Attached to the front of this truck is a cable — part of a pulley system which is gradually hoisting about 1000 pounds of Colorado granite up the side of a one hundred-foot tall tower.
JIM BISHOP: Pound for pound, dollar for dollar, muscle for muscle, I consider it the world’s biggest one-man physical project with the help of God. Always open free to the public.
ISAY: Jim Bishop is an intense man with a sharp-featured face. He is rather thin for someone who lugs around tons of boulders each day, which he has been doing now since 1969, constructing this castle on a small parcel of land that he purchased as a teenager.
BISHOP: Without cranes, without money, without a rich daddy, by hand, high school dropout. I work for a living, paid for as I go. No bankers, no loans, no blueprints, no building permit, no inspectors. A place of freedom. A fight for freedom . . .
ISAY: The castle has a fairy-tale feel to it, surrounded by the snow-covered Rockies. It is constructed of rough granite boulders and concrete. There are arches and flying buttresses. There are onion domes and spires and suspended walkways leading from one tower to the next — all of it structurally sound, he insists.

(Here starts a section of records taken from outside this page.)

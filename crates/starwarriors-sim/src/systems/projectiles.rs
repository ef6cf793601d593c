//! Projectile system: moves every live projectile one tick.
//!
//! Bullets fly straight, gravity bombs accelerate downward, homing variants
//! steer toward their target, and decoys pull nearby enemy homing projectiles
//! onto themselves. Projectiles are processed in spawn order so overlapping
//! decoys resolve deterministically (the last decoy processed wins).

use hecs::{Entity, World};

use starwarriors_core::components::{Active, Hitbox, ProjectileState};
use starwarriors_core::enums::ProjectileKind;
use starwarriors_core::types::{Bounds, Position, Rect, Velocity};

use crate::error::{read, write, SimError};
use crate::guidance;
use crate::systems::cleanup;

/// Run the projectile system for one tick.
pub fn run(world: &mut World, bounds: &Bounds, attract_radius: f64, despawn_buffer: &mut Vec<Entity>) {
    for entity in cleanup::ordered::<ProjectileState>(world) {
        if !cleanup::is_active(world, entity) {
            continue;
        }
        if let Err(err) = update_one(world, entity, bounds, attract_radius) {
            tracing::warn!(%err, "projectile update failed, removing");
            despawn_buffer.push(entity);
        }
    }

    cleanup::sweep::<ProjectileState>(world, despawn_buffer);
}

fn update_one(world: &mut World, entity: Entity, bounds: &Bounds, attract_radius: f64) -> Result<(), SimError> {
    let mut state: ProjectileState = read(world, entity, "ProjectileState")?;
    let mut pos: Position = read(world, entity, "Position")?;
    let mut vel: Velocity = read(world, entity, "Velocity")?;
    let hitbox: Hitbox = read(world, entity, "Hitbox")?;

    let active = match state.kind {
        ProjectileKind::Bullet => {
            step(&mut pos, &vel);
            !bounds.excludes_point(&pos)
        }
        ProjectileKind::GravityBomb => {
            vel.y += state.gravity;
            step(&mut pos, &vel);
            !(pos.y > bounds.height || pos.x < -hitbox.width || pos.x > bounds.width)
        }
        ProjectileKind::HomingRocket | ProjectileKind::HomingBomb => {
            if expire(&mut state) {
                false
            } else {
                if let Some(center) = state.target.and_then(|t| live_center(world, t)) {
                    let turn_rate = state.turn_rate.unwrap_or(0.0);
                    state.angle = guidance::homing_heading(state.angle, &pos, &center, turn_rate);
                    vel = Velocity::from_heading(state.angle, state.speed);
                }
                step(&mut pos, &vel);
                !bounds.excludes_point(&pos)
            }
        }
        ProjectileKind::Decoy => {
            if expire(&mut state) {
                false
            } else {
                step(&mut pos, &vel);
                let center = Rect::at(pos, hitbox.width, hitbox.height).center();
                attract(world, entity, &center, attract_radius);
                !bounds.excludes_point(&pos)
            }
        }
    };

    if !pos.is_finite() || !vel.is_finite() || !state.angle.is_finite() {
        return Err(SimError::NonFiniteState {
            entity,
            detail: "projectile kinematics",
        });
    }

    write(world, entity, "ProjectileState", state)?;
    write(world, entity, "Position", pos)?;
    write(world, entity, "Velocity", vel)?;
    write(world, entity, "Active", Active(active))
}

fn step(pos: &mut Position, vel: &Velocity) {
    pos.x += vel.x;
    pos.y += vel.y;
}

/// Count down the lifetime. Returns true once it is exhausted.
fn expire(state: &mut ProjectileState) -> bool {
    match state.life.as_mut() {
        Some(life) => {
            *life -= 1;
            *life <= 0
        }
        None => false,
    }
}

/// Center of `target` if it still exists and is active.
fn live_center(world: &World, target: Entity) -> Option<Position> {
    if !cleanup::is_active(world, target) {
        return None;
    }
    let pos = world.get::<&Position>(target).ok()?;
    let hitbox = world.get::<&Hitbox>(target).ok()?;
    Some(Rect::at(*pos, hitbox.width, hitbox.height).center())
}

/// Reassign every active, enemy-owned homing projectile that already has a
/// target and whose center lies within `radius` of `decoy_center`.
fn attract(world: &mut World, decoy: Entity, decoy_center: &Position, radius: f64) {
    let captured: Vec<Entity> = world
        .query::<(&ProjectileState, &Position, &Hitbox, &Active)>()
        .iter()
        .filter(|(entity, (state, pos, hitbox, active))| {
            *entity != decoy
                && active.0
                && state.from_enemy
                && state.kind.is_homing()
                && state.target.is_some()
                && Rect::at(**pos, hitbox.width, hitbox.height).center().distance_to(decoy_center) < radius
        })
        .map(|(entity, _)| entity)
        .collect();

    for entity in captured {
        if let Ok(mut state) = world.get::<&mut ProjectileState>(entity) {
            state.target = Some(decoy);
        }
    }
}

At the apex of the castle’s roof is a gargoyle – a 25- foot long stainless steel dragon’s head made of scrap metal, it’s hinged jaw wide open, a long silver tongue darting out.

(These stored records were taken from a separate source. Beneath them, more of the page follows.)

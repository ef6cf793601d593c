//! Enumerations shared across the simulation.

use serde::{Deserialize, Serialize};

/// Difficulty preset chosen at game start.
#[derive(Debug, Clone, Copy, Default, PartialEq, Eq, Hash, Serialize, Deserialize)]
#[serde(rename_all = "lowercase")]
pub enum Difficulty {
    #[default]
    Easy,
    /// Shorter fire intervals and predictive aiming.
    Hard,
}

/// Rule overrides applied to the whole session.
#[derive(Debug, Clone, Copy, Default, PartialEq, Eq, Hash, Serialize, Deserialize)]
#[serde(rename_all = "lowercase")]
pub enum GameMode {
    #[default]
    Normal,
    /// Player takes no damage and has unlimited ammo, secondaries and decoys.
    Cheat,
    /// Player shots one-hit kill; player has a larger health pool and no shields.
    Derek,
}

/// Player ship tier. Tiers differ only by stat table and secondary weapon.
#[derive(Debug, Clone, Copy, Default, PartialEq, Eq, Hash, Serialize, Deserialize)]
#[serde(rename_all = "snake_case")]
pub enum ShipClass {
    LightInterceptor,
    #[default]
    Interceptor,
    Bomber,
}

/// Enemy tier.
#[derive(Debug, Clone, Copy, PartialEq, Eq, Hash, Serialize, Deserialize)]
#[serde(rename_all = "lowercase")]
pub enum EnemyKind {
    Light,
    Interceptor,
    /// Drops homing bombs on an independent timer.
    Bomber,
    /// Multi-phase boss with twin guns and a fan attack.
    Boss,
}

impl EnemyKind {
    /// Parse a spawn-contract type name. Unknown names yield `None`.
    pub fn from_name(name: &str) -> Option<Self> {
        match name {
            "light" => Some(Self::Light),
            "interceptor" => Some(Self::Interceptor),
            "bomber" => Some(Self::Bomber),
            "boss" => Some(Self::Boss),
            _ => None,
        }
    }

    pub fn name(&self) -> &'static str {
        match self {
            Self::Light => "light",
            Self::Interceptor => "interceptor",
            Self::Bomber => "bomber",
            Self::Boss => "boss",
        }
    }
}

/// Projectile variant. Set at construction and matched structurally.
#[derive(Debug, Clone, Copy, PartialEq, Eq, Hash, Serialize, Deserialize)]
#[serde(rename_all = "snake_case")]
pub enum ProjectileKind {
    /// Straight line, leaves at the screen edge.
    Bullet,
    /// Constant downward acceleration.
    GravityBomb,
    HomingRocket,
    HomingBomb,
    /// Ballistic motion that pulls enemy homing projectiles onto itself.
    Decoy,
}

impl ProjectileKind {
    pub fn is_homing(&self) -> bool {
        matches!(self, Self::HomingRocket | Self::HomingBomb)
    }
}

/// Boss attack phase, derived from its health fraction.
#[derive(Debug, Clone, Copy, Default, PartialEq, Eq, Hash, Serialize, Deserialize)]
#[serde(rename_all = "lowercase")]
pub enum BossPhase {
    #[default]
    Normal,
    Damaged,
    Desperate,
}

/// Secondary weapon carried by a ship tier.
#[derive(Debug, Clone, Copy, PartialEq, Eq, Hash, Serialize, Deserialize)]
#[serde(rename_all = "snake_case")]
pub enum SecondaryWeapon {
    /// One homing rocket at the closest enemy.
    HomingRocket,
    /// Homing bombs distributed over the nearest targets.
    HomingBomb,
}

/// How many targets a bomb salvo is spread across.
#[derive(Debug, Clone, Copy, Default, PartialEq, Eq, Hash, Serialize, Deserialize)]
#[serde(rename_all = "lowercase")]
pub enum TargetingMode {
    /// Two bombs at the nearest enemy, the second delayed.
    #[default]
    Single,
    /// One bomb at each of the two nearest enemies.
    Split,
}

impl TargetingMode {
    /// Number of targets selected per salvo.
    pub fn target_count(&self) -> usize {
        match self {
            Self::Single => 1,
            Self::Split => 2,
        }
    }
}

/// Symbolic sound cue handed to the audio collaborator.
#[derive(Debug, Clone, Copy, PartialEq, Eq, Hash, Serialize, Deserialize)]
#[serde(rename_all = "SCREAMING_SNAKE_CASE")]
pub enum SoundCue {
    BlasterShot,
    Explosion,
    RocketLaunch,
}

BISHOP: The nose of the dragon is a chimney. The mouth will be a burner of propane, also sucking in diesel, so makes orange fire and black smoke. And a little electric starter will light it up, and it will blow fire way out: a fire-breathing dragon.
ISAY: One of many plans Jim Bishop has for this castle . . .

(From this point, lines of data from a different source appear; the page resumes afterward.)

//! Simulation constants and tuning parameters.
//!
//! Stat tables are defaults for `CombatConfig`; the remaining values are fixed
//! rules of the engine.

use std::f64::consts::PI;

/// Assumed tick cadence (Hz). Interval counters are expressed in ticks.
pub const TICK_RATE: u32 = 60;

// --- Player ship ---

/// Per-tick rotation from a held rotate intent (radians).
pub const PLAYER_ROTATION_SPEED: f64 = 0.07;

/// Velocity retained per tick on an axis with no directional input.
pub const PLAYER_DRAG: f64 = 0.97;

/// Axis speeds below this snap to zero while drifting.
pub const PLAYER_DRIFT_CUTOFF: f64 = 0.01;

/// Initial heading: facing up the screen.
pub const PLAYER_INITIAL_ROTATION: f64 = -PI / 2.0;

/// Spawn offset from the bottom edge.
pub const PLAYER_SPAWN_BOTTOM_OFFSET: f64 = 50.0;

/// Distance ahead of the ship center where primary shots appear.
pub const PLAYER_MUZZLE_DISTANCE: f64 = 30.0;

/// Health repaired per interval while damaged (sim-clock milliseconds).
pub const PLAYER_REPAIR_INTERVAL_MS: f64 = 3000.0;

/// Delay before an overheated weapon is restored to full ammo.
pub const OVERHEAT_RECOVERY_MS: f64 = 2000.0;

/// Ticks between passive ammo increments.
pub const AMMO_RECHARGE_TICKS: u32 = 30;

/// Ticks between passive shield increments.
pub const SHIELD_RECHARGE_TICKS: u32 = 600;

/// Ticks a decoy deployment blocks the next one.
pub const DECOY_DEPLOY_COOLDOWN: i32 = 60;

/// Ticks for one decoy slot to recharge.
pub const DECOY_SLOT_RECHARGE: i32 = 180;

/// Bearing offset of each bomb in a single-target pair.
pub const PAIRED_BOMB_SPREAD: f64 = 0.1;

/// Delay before the second bomb of a single-target pair.
pub const PAIRED_BOMB_DELAY_MS: f64 = 200.0;

/// Derek-mode health pool.
pub const DEREK_HEALTH: i32 = 7;

/// Derek-mode player bullet damage.
pub const DEREK_BULLET_DAMAGE: i32 = 100;

pub const DEFAULT_LIVES: u32 = 3;
pub const DEREK_LIVES: u32 = 7;

// --- Enemy AI ---

/// Strafe distance per tick while dodging.
pub const DODGE_SPEED: f64 = 4.0;

/// Player projectiles within this distance are dodge candidates.
pub const DODGE_DISTANCE: f64 = 150.0;

/// Minimum intelligence for dodge behavior.
pub const DODGE_INTELLIGENCE: f64 = 0.7;

/// Fraction of the heading error applied per tick.
pub const ROTATION_SMOOTHING: f64 = 0.05;

/// Cap on the heading change per tick (radians).
pub const MAX_ROTATION_STEP: f64 = 0.1;

/// Initial enemy heading: facing down the screen.
pub const ENEMY_INITIAL_ROTATION: f64 = PI / 2.0;

/// Distance ahead of the enemy center where its shots appear.
pub const ENEMY_MUZZLE_DISTANCE: f64 = 20.0;

/// Patrol band: enemies descend to a Y drawn from `[min, min + span)`.
pub const PATROL_TARGET_Y_MIN: f64 = 100.0;
pub const PATROL_TARGET_Y_SPAN: f64 = 100.0;

/// Dwell before reversing horizontal direction: `[min, min + span)` ticks.
pub const PATROL_DWELL_MIN: f64 = 30.0;
pub const PATROL_DWELL_SPAN: f64 = 30.0;

// --- Boss ---

pub const BOSS_HEALTH: i32 = 200;
pub const BOSS_SIZE: f64 = 80.0;
pub const BOSS_TARGET_Y: f64 = 100.0;
pub const BOSS_SHOOT_INTERVAL_EASY: u32 = 45;
pub const BOSS_SHOOT_INTERVAL_HARD: u32 = 20;

/// Hard-difficulty shoot interval while desperate.
pub const BOSS_DESPERATE_SHOOT_INTERVAL_HARD: u32 = 15;

pub const BOSS_SPECIAL_INTERVAL_EASY: i32 = 300;
pub const BOSS_SPECIAL_INTERVAL_HARD: i32 = 150;

/// Ticks before the active gun mount alternates.
pub const BOSS_GUN_SWITCH_TICKS: u32 = 10;

/// Gun mount offsets from the boss center, before rotation.
pub const BOSS_GUN_OFFSETS: [(f64, f64); 2] = [(-30.0, 20.0), (30.0, 20.0)];

pub const BOSS_BULLET_SPEED: f64 = 25.0;
pub const BOSS_FAN_SPEED: f64 = 18.0;

/// Boss dwell before reversing: `[min, min + span)` ticks.
pub const BOSS_DWELL_MIN: f64 = 90.0;
pub const BOSS_DWELL_SPAN: f64 = 60.0;

/// Horizontal strafe multiplier applied to the boss speed.
pub const BOSS_STRAFE_FACTOR: f64 = 1.5;

/// Health fraction strictly below which the boss is desperate.
pub const BOSS_DESPERATE_THRESHOLD: f64 = 0.3;

/// Health fraction at or below which the boss is damaged.
pub const BOSS_DAMAGED_THRESHOLD: f64 = 0.6;

pub const BOSS_NORMAL_SPEED: f64 = 1.0;
pub const BOSS_DAMAGED_SPEED: f64 = 1.2;
pub const BOSS_DESPERATE_SPEED: f64 = 1.5;

/// Fan pattern (bullet count, spread) per phase.
pub const BOSS_FAN_NORMAL: (u32, f64) = (5, PI / 4.0);
pub const BOSS_FAN_DAMAGED: (u32, f64) = (8, PI / 3.0);
pub const BOSS_FAN_DESPERATE: (u32, f64) = (12, PI / 2.0);

/// Boss spawn offset from the top-center of the bounds.
pub const BOSS_SPAWN_Y: f64 = -80.0;

// --- Weapons ---

pub const BULLET_SPEED: f64 = 20.0;
pub const BULLET_SIZE: (f64, f64) = (4.0, 10.0);

pub const HOMING_ROCKET_SPEED: f64 = 15.0;
pub const HOMING_ROCKET_SIZE: (f64, f64) = (6.0, 15.0);
pub const HOMING_ROCKET_TURN_RATE: f64 = 0.1;
pub const HOMING_ROCKET_DAMAGE: i32 = 3;
pub const HOMING_ROCKET_LIFETIME: i32 = 600;

pub const GRAVITY_BOMB_SPEED: f64 = 5.0;
pub const GRAVITY_BOMB_RADIUS: f64 = 8.0;
pub const GRAVITY_BOMB_DAMAGE: i32 = 5;

/// Downward acceleration per tick.
pub const GRAVITY_BOMB_GRAVITY: f64 = 0.05;

pub const HOMING_BOMB_SPEED: f64 = 8.0;
pub const HOMING_BOMB_RADIUS: f64 = 10.0;
pub const HOMING_BOMB_TURN_RATE: f64 = 0.05;
pub const HOMING_BOMB_DAMAGE: i32 = 10;
pub const HOMING_BOMB_LIFETIME: i32 = 600;

pub const DECOY_SPEED: f64 = 15.0;
pub const DECOY_SIZE: (f64, f64) = (6.0, 15.0);
pub const DECOY_LIFETIME: i32 = 300;

/// Radius within which a decoy captures enemy homing projectiles.
pub const DECOY_ATTRACT_RADIUS: f64 = 150.0;

// --- Waves ---

/// Ticks between a cleared wave and the next spawn.
pub const WAVE_DELAY_TICKS: i32 = 180;

/// Countdown steps shown while waiting for the next wave.
pub const WAVE_COUNTDOWN: u32 = 3;

/// Sim-clock milliseconds per countdown step.
pub const WAVE_COUNTDOWN_STEP_MS: f64 = 1000.0;

/// Horizontal margin kept free when placing wave spawns.
pub const WAVE_SPAWN_MARGIN: f64 = 40.0;

/// First spawn row and spacing between staggered rows (negative Y is off-screen).
pub const WAVE_SPAWN_Y: f64 = -30.0;
pub const WAVE_SPAWN_SPACING: f64 = 50.0;

// --- Scoring ---

pub const SCORE_ENEMY_KILL: u32 = 100;
pub const SCORE_VICTORY_BONUS: u32 = 10_000;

BISHOP: You want to walk in and look at it?
ISAY: Bishop leads the way inside of this structure — an empty shell filled with piles of rocks and wood. But not for long, he says.
BISHOP: Creeks, fountains, wishing wells. They’ll be double wrought iron gates here, a wrought iron and glass scenic elevator, and a gravity belt escalator down that far buttress. The weight of the people will turn automotive alternators, charging batteries — a tourist- or people electric system. And this tunnel will go back to here . . .
ISAY: Why, one may wonder, is Jim Bishop doing this? ’To be somebody,’ he says. ’For recognition.’ This recognition, however, has not been easy to come by.
Despite the fact that the castle gets hundreds of visitors each day during the summer months — ”a poor man’s Disneyland,” he calls it — Jim Bishop has never been able to convince Colorado to put it on the state’s travel map.
And, over the past quarter century, Jim Bishop has gotten almost no attention from the press. It is a source of profound frustration for him. Indeed, it has become something of an obsession — on par, almost, with the building of this castle.
BISHOP: You ever hear of a guy named Buttafuoco?
ISAY: Yeah.
BISHOP: They go on and on about Buttafuoco. What in the hell did he do? Did he ever build anything with his hands? Conan O’Brien — where in the hell did he come from? Arthur Godfrey — was he an actor? You hear about ’em over and over. They’re all newsworthy. And here you guys are — after 24 years, you’re here.
ISAY: Bishop’s castle is always open free to the public. It’s located 16 miles north of Rye, Colorado, off Highway 165.
BISHOP: I’ve heard of Imelda Marcos. I’ve heard of Saddaam Hussein. I’ve heard of all these other people. Have they ever heard of this? They don’t care, do they? They don’t care. I care. If they’re so newsworthy, why ain’t this newsworthy?